#### Exercise
Nothing should be dropped or changed: copy every line of the listing.

○ ○ ○ ○ ○

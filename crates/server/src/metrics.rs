//! Prometheus metrics for observability.
//!
//! This module provides metrics for monitoring the TravelPair server:
//! - HTTP request metrics (latency, counts, in flight)
//! - Search and provider totals (collected dynamically)
//! - Core search and ranking metrics

use once_cell::sync::Lazy;
use prometheus::{
    self, Encoder, HistogramOpts, HistogramVec, IntCounterVec, IntGauge, IntGaugeVec, Opts,
    Registry, TextEncoder,
};
use regex_lite::Regex;

use travelpair_core::{Mode, ProviderFilter};

/// Global metrics registry.
pub static REGISTRY: Lazy<Registry> = Lazy::new(|| {
    let registry = Registry::new();
    register_metrics(&registry);
    registry
});

// =============================================================================
// HTTP Request Metrics
// =============================================================================

/// HTTP request duration in seconds.
pub static HTTP_REQUEST_DURATION: Lazy<HistogramVec> = Lazy::new(|| {
    HistogramVec::new(
        HistogramOpts::new(
            "travelpair_http_request_duration_seconds",
            "HTTP request duration in seconds",
        )
        .buckets(vec![0.005, 0.01, 0.025, 0.05, 0.1, 0.25, 0.5, 1.0, 2.5, 5.0]),
        &["method", "path", "status"],
    )
    .unwrap()
});

/// Total HTTP requests.
pub static HTTP_REQUESTS_TOTAL: Lazy<IntCounterVec> = Lazy::new(|| {
    IntCounterVec::new(
        Opts::new("travelpair_http_requests_total", "Total HTTP requests"),
        &["method", "path", "status"],
    )
    .unwrap()
});

/// HTTP requests currently being served.
pub static HTTP_REQUESTS_IN_FLIGHT: Lazy<IntGauge> = Lazy::new(|| {
    IntGauge::new(
        "travelpair_http_requests_in_flight",
        "HTTP requests currently being processed",
    )
    .unwrap()
});

// =============================================================================
// Storage Gauges
// =============================================================================

/// Active providers by mode.
pub static ACTIVE_PROVIDERS: Lazy<IntGaugeVec> = Lazy::new(|| {
    IntGaugeVec::new(
        Opts::new("travelpair_active_providers", "Active providers by mode"),
        &["mode"],
    )
    .unwrap()
});

/// Recorded searches.
pub static RECORDED_SEARCHES: Lazy<IntGauge> = Lazy::new(|| {
    IntGauge::new("travelpair_recorded_searches", "Searches recorded in storage").unwrap()
});

fn register_metrics(registry: &Registry) {
    // HTTP
    registry
        .register(Box::new(HTTP_REQUEST_DURATION.clone()))
        .unwrap();
    registry
        .register(Box::new(HTTP_REQUESTS_TOTAL.clone()))
        .unwrap();
    registry
        .register(Box::new(HTTP_REQUESTS_IN_FLIGHT.clone()))
        .unwrap();

    // Storage
    registry
        .register(Box::new(ACTIVE_PROVIDERS.clone()))
        .unwrap();
    registry
        .register(Box::new(RECORDED_SEARCHES.clone()))
        .unwrap();

    // Core metrics (searches, ranking)
    for metric in travelpair_core::metrics::all_metrics() {
        registry.register(metric).unwrap();
    }
}

/// Encode all metrics as Prometheus text format.
pub fn encode_metrics() -> String {
    let encoder = TextEncoder::new();
    let metric_families = REGISTRY.gather();
    let mut buffer = Vec::new();
    if let Err(e) = encoder.encode(&metric_families, &mut buffer) {
        tracing::warn!("Failed to encode metrics: {}", e);
    }
    String::from_utf8_lossy(&buffer).into_owned()
}

/// Refresh gauges from current application state.
pub fn collect_dynamic_metrics(state: &crate::state::AppState) {
    for mode in [Mode::Flight, Mode::Train] {
        let filter = ProviderFilter::active().with_mode(mode);
        if let Ok(providers) = state.provider_store().list(&filter) {
            ACTIVE_PROVIDERS
                .with_label_values(&[mode.as_str()])
                .set(providers.len() as i64);
        }
    }

    if let Ok(count) = state.service().search_count() {
        RECORDED_SEARCHES.set(count);
    }
}

static UUID_RE: Lazy<Regex> = Lazy::new(|| {
    Regex::new(r"[0-9a-fA-F]{8}-[0-9a-fA-F]{4}-[0-9a-fA-F]{4}-[0-9a-fA-F]{4}-[0-9a-fA-F]{12}")
        .unwrap()
});

static NUMERIC_RE: Lazy<Regex> = Lazy::new(|| Regex::new(r"/\d+(/|$)").unwrap());

/// Normalize a path for metric labels (replace IDs with placeholders).
pub fn normalize_path(path: &str) -> String {
    let result = UUID_RE.replace_all(path, "{id}");
    let result = NUMERIC_RE.replace_all(&result, "/{id}$1");
    result.to_string()
}
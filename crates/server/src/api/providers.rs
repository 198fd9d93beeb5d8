//! Provider API handlers.

use axum::{
    extract::{Query, State},
    http::StatusCode,
    Json,
};
use serde::{Deserialize, Serialize};
use std::sync::Arc;
use travelpair_core::{Mode, Provider};

use super::searches::{error_response, ApiError, ErrorResponse};
use crate::state::AppState;

/// Query parameters for listing providers
#[derive(Debug, Deserialize)]
pub struct ListProvidersParams {
    /// Restrict to one travel mode ("flight" or "train")
    pub mode: Option<String>,
}

/// Response for listing providers
#[derive(Debug, Serialize)]
pub struct ListProvidersResponse {
    pub providers: Vec<Provider>,
    pub total: usize,
}

/// List active providers, optionally for one mode
pub async fn list_providers(
    State(state): State<Arc<AppState>>,
    Query(params): Query<ListProvidersParams>,
) -> Result<Json<ListProvidersResponse>, ApiError> {
    let mode = match params.mode.as_deref().map(str::parse::<Mode>).transpose() {
        Ok(mode) => mode,
        Err(e) => {
            return Err((
                StatusCode::BAD_REQUEST,
                Json(ErrorResponse {
                    error: e.to_string(),
                }),
            ));
        }
    };

    match state.service().providers(mode) {
        Ok(providers) => Ok(Json(ListProvidersResponse {
            total: providers.len(),
            providers,
        })),
        Err(e) => Err(error_response(e)),
    }
}
//! Ticket providers (airlines aggregators, rail operators) shown in results.

mod sqlite;
mod store;
mod types;

pub use sqlite::SqliteProviderStore;
pub use store::{seed_providers, ProviderError, ProviderStore};
pub use types::{NewProvider, Provider, ProviderFilter};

○ ○ ○ ○ ○

#### Task output
filename crates/server/src/metrics.rs
//! Prometheus metrics for observability.
//!
//! This module provides metrics for monitoring the TravelPair server:
//! - HTTP request metrics (latency, counts, in flight)
//! - Search and provider totals (collected dynamically)
//! - Core search and ranking metrics

use once_cell::sync::Lazy;
use prometheus::{
    self, Encoder, HistogramOpts, HistogramVec, IntCounterVec, IntGauge, IntGaugeVec, Opts,
    Registry, TextEncoder,
};
use regex_lite::Regex;

use travelpair_core::{Mode, ProviderFilter};

/// Global metrics registry.
pub static REGISTRY: Lazy<Registry> = Lazy::new(|| {
    let registry = Registry::new();
    register_metrics(&registry);
    registry
});

// =============================================================================
// HTTP Request Metrics
// =============================================================================

/// HTTP request duration in seconds.
pub static HTTP_REQUEST_DURATION: Lazy<HistogramVec> = Lazy::new(|| {
    HistogramVec::new(
        HistogramOpts::new(
            "travelpair_http_request_duration_seconds",
            "HTTP request duration in seconds",
        )
        .buckets(vec![0.005, 0.01, 0.025, 0.05, 0.1, 0.25, 0.5, 1.0, 2.5, 5.0]),
        &["method", "path", "status"],
    )
    .unwrap()
});

/// Total HTTP requests.
pub static HTTP_REQUESTS_TOTAL: Lazy<IntCounterVec> = Lazy::new(|| {
    IntCounterVec::new(
        Opts::new("travelpair_http_requests_total", "Total HTTP requests"),
        &["method", "path", "status"],
    )
    .unwrap()
});

/// HTTP requests currently being served.
pub static HTTP_REQUESTS_IN_FLIGHT: Lazy<IntGauge> = Lazy::new(|| {
    IntGauge::new(
        "travelpair_http_requests_in_flight",
        "HTTP requests currently being processed",
    )
    .unwrap()
});

// =============================================================================
// Storage Gauges
// =============================================================================

/// Active providers by mode.
pub static ACTIVE_PROVIDERS: Lazy<IntGaugeVec> = Lazy::new(|| {
    IntGaugeVec::new(
        Opts::new("travelpair_active_providers", "Active providers by mode"),
        &["mode"],
    )
    .unwrap()
});

/// Recorded searches.
pub static RECORDED_SEARCHES: Lazy<IntGauge> = Lazy::new(|| {
    IntGauge::new("travelpair_recorded_searches", "Searches recorded in storage").unwrap()
});

fn register_metrics(registry: &Registry) {
    // HTTP
    registry
        .register(Box::new(HTTP_REQUEST_DURATION.clone()))
        .unwrap();
    registry
        .register(Box::new(HTTP_REQUESTS_TOTAL.clone()))
        .unwrap();
    registry
        .register(Box::new(HTTP_REQUESTS_IN_FLIGHT.clone()))
        .unwrap();

    // Storage
    registry
        .register(Box::new(ACTIVE_PROVIDERS.clone()))
        .unwrap();
    registry
        .register(Box::new(RECORDED_SEARCHES.clone()))
        .unwrap();

    // Core metrics (searches, ranking)
    for metric in travelpair_core::metrics::all_metrics() {
        registry.register(metric).unwrap();
    }
}

/// Encode all metrics as Prometheus text format.
pub fn encode_metrics() -> String {
    let encoder = TextEncoder::new();
    let metric_families = REGISTRY.gather();
    let mut buffer = Vec::new();
    if let Err(e) = encoder.encode(&metric_families, &mut buffer) {
        tracing::warn!("Failed to encode metrics: {}", e);
    }
    String::from_utf8_lossy(&buffer).into_owned()
}

/// Refresh gauges from current application state.
pub fn collect_dynamic_metrics(state: &crate::state::AppState) {
    for mode in [Mode::Flight, Mode::Train] {
        let filter = ProviderFilter::active().with_mode(mode);
        if let Ok(providers) = state.provider_store().list(&filter) {
            ACTIVE_PROVIDERS
                .with_label_values(&[mode.as_str()])
                .set(providers.len() as i64);
        }
    }

    if let Ok(count) = state.service().search_count() {
        RECORDED_SEARCHES.set(count);
    }
}

static UUID_RE: Lazy<Regex> = Lazy::new(|| {
    Regex::new(r"[0-9a-fA-F]{8}-[0-9a-fA-F]{4}-[0-9a-fA-F]{4}-[0-9a-fA-F]{4}-[0-9a-fA-F]{12}")
        .unwrap()
});

static NUMERIC_RE: Lazy<Regex> = Lazy::new(|| Regex::new(r"/\d+(/|$)").unwrap());

/// Normalize a path for metric labels (replace IDs with placeholders).
pub fn normalize_path(path: &str) -> String {
    let result = UUID_RE.replace_all(path, "{id}");
    let result = NUMERIC_RE.replace_all(&result, "/{id}$1");
    result.to_string()
}
filename crates/server/src/api/providers.rs
repository 198fd9d93beeb5d8
//! Provider API handlers.

use axum::{
    extract::{Query, State},
    http::StatusCode,
    Json,
};
use serde::{Deserialize, Serialize};
use std::sync::Arc;
use travelpair_core::{Mode, Provider};

use super::searches::{error_response, ApiError, ErrorResponse};
use crate::state::AppState;

/// Query parameters for listing providers
#[derive(Debug, Deserialize)]
pub struct ListProvidersParams {
    /// Restrict to one travel mode ("flight" or "train")
    pub mode: Option<String>,
}

/// Response for listing providers
#[derive(Debug, Serialize)]
pub struct ListProvidersResponse {
    pub providers: Vec<Provider>,
    pub total: usize,
}

/// List active providers, optionally for one mode
pub async fn list_providers(
    State(state): State<Arc<AppState>>,
    Query(params): Query<ListProvidersParams>,
) -> Result<Json<ListProvidersResponse>, ApiError> {
    let mode = match params.mode.as_deref().map(str::parse::<Mode>).transpose() {
        Ok(mode) => mode,
        Err(e) => {
            return Err((
                StatusCode::BAD_REQUEST,
                Json(ErrorResponse {
                    error: e.to_string(),
                }),
            ));
        }
    };

    match state.service().providers(mode) {
        Ok(providers) => Ok(Json(ListProvidersResponse {
            total: providers.len(),
            providers,
        })),
        Err(e) => Err(error_response(e)),
    }
}
//! Ticket providers (airlines aggregators, rail operators) shown in results.

mod sqlite;
mod store;
mod types;

pub use sqlite::SqliteProviderStore;
pub use store::{seed_providers, ProviderError, ProviderStore};
pub use types::{NewProvider, Provider, ProviderFilter};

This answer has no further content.